Effective midnight last night, the United States unleashed a very strong reciprocal tariff program, targeting just about every country. The new tariffs have a baseline duty of 10% on foreign imports, along with significantly larger reciprocal tariffs, depending on trade deficits and tariffs on U.S. exports. While many financial events are overblown, this is a pretty big deal in my opinion, as these tariffs are much broader than the market was forecasting. Understandably, as the stock market over the short-term is a voting contest, the markets have tanked considerably.
While globalization has had some big benefits, as it has allowed us to import goods at lower prices and has improved the economic conditions in most countries, it has also greatly diminished U.S. manufacturing capacity. Just as bad, it has resulted in massive trade deficits, and along with profligate and inefficient government spending, U.S. debt is at catastrophic and unsustainable levels. Doing nothing is not an option.
Our country has been incurring trillions in debt buying foreign-made products for decades now. During WW2, it was imperative that the United States domestic manufacturers switch to war product production, which would be immensely challenging to do given the current status quo, as we are so reliant on Asian manufacturers, including China, particularly. We also can’t produce our own key pharmaceuticals domestically, which is another major risk. Many of our key manufacturing towns have been hollowed out, creating tragic conditions in once thriving cities.
With this argument laid out, how does it impact our investments? Firstly, I believe the current tariff levels are the starting point for negotiations. The best-case scenario is that our trade partners and the United States will have fruitful dialogue to agree upon a mutually beneficial relationship. I wouldn’t project these levels to last a whole year or longer for instance. This isn’t a sure thing, as there will be interests that want to stick it to us, as America is upsetting the globalization status quo that has made many of those same interests very rich. Ultimately, it’s in the best interests of everyone to come to the table and negotiate and while it may be rocky, I bet we will see that come to fruition sooner than later.
Secondly, we have been positioned extremely conservatively for a multitude of reasons, including a stock market bubble, egregious government debt and deficits, and we thought bonds and Reits offered better risk/rewards. Many of these investments actually will benefit from lower rates if we do indeed go into a technical recession, which I view to be a high probability event. While tariffs by themselves could have an inflationary impact, one must also factor in a significant decrease in consumption, which could actually lead to deflation in combination with a potential recession. 10-year Treasuries have been plummeting, which I believe gives credence to this argument. Given that we have to refinance trillions in debt, lower treasury yields are a necessity for better or worse.

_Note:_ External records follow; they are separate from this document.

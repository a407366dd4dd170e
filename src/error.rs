// src/error.rs
// Crate-wide error type. Every stage returns `Result<T>` and propagates with `?`.

use thiserror::Error;

#[derive(Debug, Error)]
pub enum FairnessError {
    #[error("IO error: {0}")]
    Io(#[from] std::io::Error),

    #[error("JSON error: {0}")]
    Json(#[from] serde_json::Error),

    #[error("CSV error: {0}")]
    Csv(#[from] csv::Error),

    #[error("configuration error: {0}")]
    Config(String),

    #[error("LLM error: {0}")]
    Llm(String),

    #[error("parse error: {0}")]
    Parse(String),

    #[error("model error: {0}")]
    Model(String),

    #[error("plot error: {0}")]
    Plot(String),
}

impl From<figment::Error> for FairnessError {
    fn from(err: figment::Error) -> Self {
        FairnessError::Config(err.to_string())
    }
}

impl From<reqwest::Error> for FairnessError {
    fn from(err: reqwest::Error) -> Self {
        FairnessError::Llm(format!("request failed: {}", err))
    }
}

impl<E> From<plotters::drawing::DrawingAreaErrorKind<E>> for FairnessError
where
    E: std::error::Error + Send + Sync,
{
    fn from(err: plotters::drawing::DrawingAreaErrorKind<E>) -> Self {
        FairnessError::Plot(err.to_string())
    }
}

pub type Result<T> = std::result::Result<T, FairnessError>;

#[cfg(test)]
mod tests {
    use super::*;

    #[test]
    fn display_includes_kind_prefix() {
        let err = FairnessError::Model("single class".into());
        assert_eq!(err.to_string(), "model error: single class");

        let err = FairnessError::Llm("API error (401): nope".into());
        assert_eq!(err.to_string(), "LLM error: API error (401): nope");
    }

    #[test]
    fn io_errors_convert() {
        fn open_missing() -> Result<std::fs::File> {
            Ok(std::fs::File::open("/definitely/not/here.json")?)
        }
        assert!(matches!(open_missing(), Err(FairnessError::Io(_))));
    }
}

Higher volatility has several major impacts. On the negative end, it increases the price of our previously sold options, causing short-term mark to market losses, which ultimately are irrelevant upon options expiration. This impacts options that are way out of the money, as well as options close to the money, so it is much more noise than anything. Conversely, the higher volatility creates the opportunity for us to capture those higher premiums as we sell new options, and the cheaper stock prices gives us a much larger margin of safety as we establish these new positions. Remember, we took profits on many of our largest positions at the end of 2024 and early 2025, so we are now able to buy back many of those positions at far cheaper levels once again as the market sells off. I view this as a very good scenario for our accounts long-term. When we feel like it is the right time, we can liquidate some of our very conservative short-term bonds and get more aggressive, which is a great position to be in.
I wouldn’t want to own the S&P 500 in the current environment, but I love what we own. The ability to sell options into this type of volatility is huge! I am in the process of selling my house after buying another, so I’m not particularly liquid until that sells, but if I was, I’d be adding aggressively. I tell you this because I always want to communicate with you as I’d want to be communicated to as an investor wearing your shoes.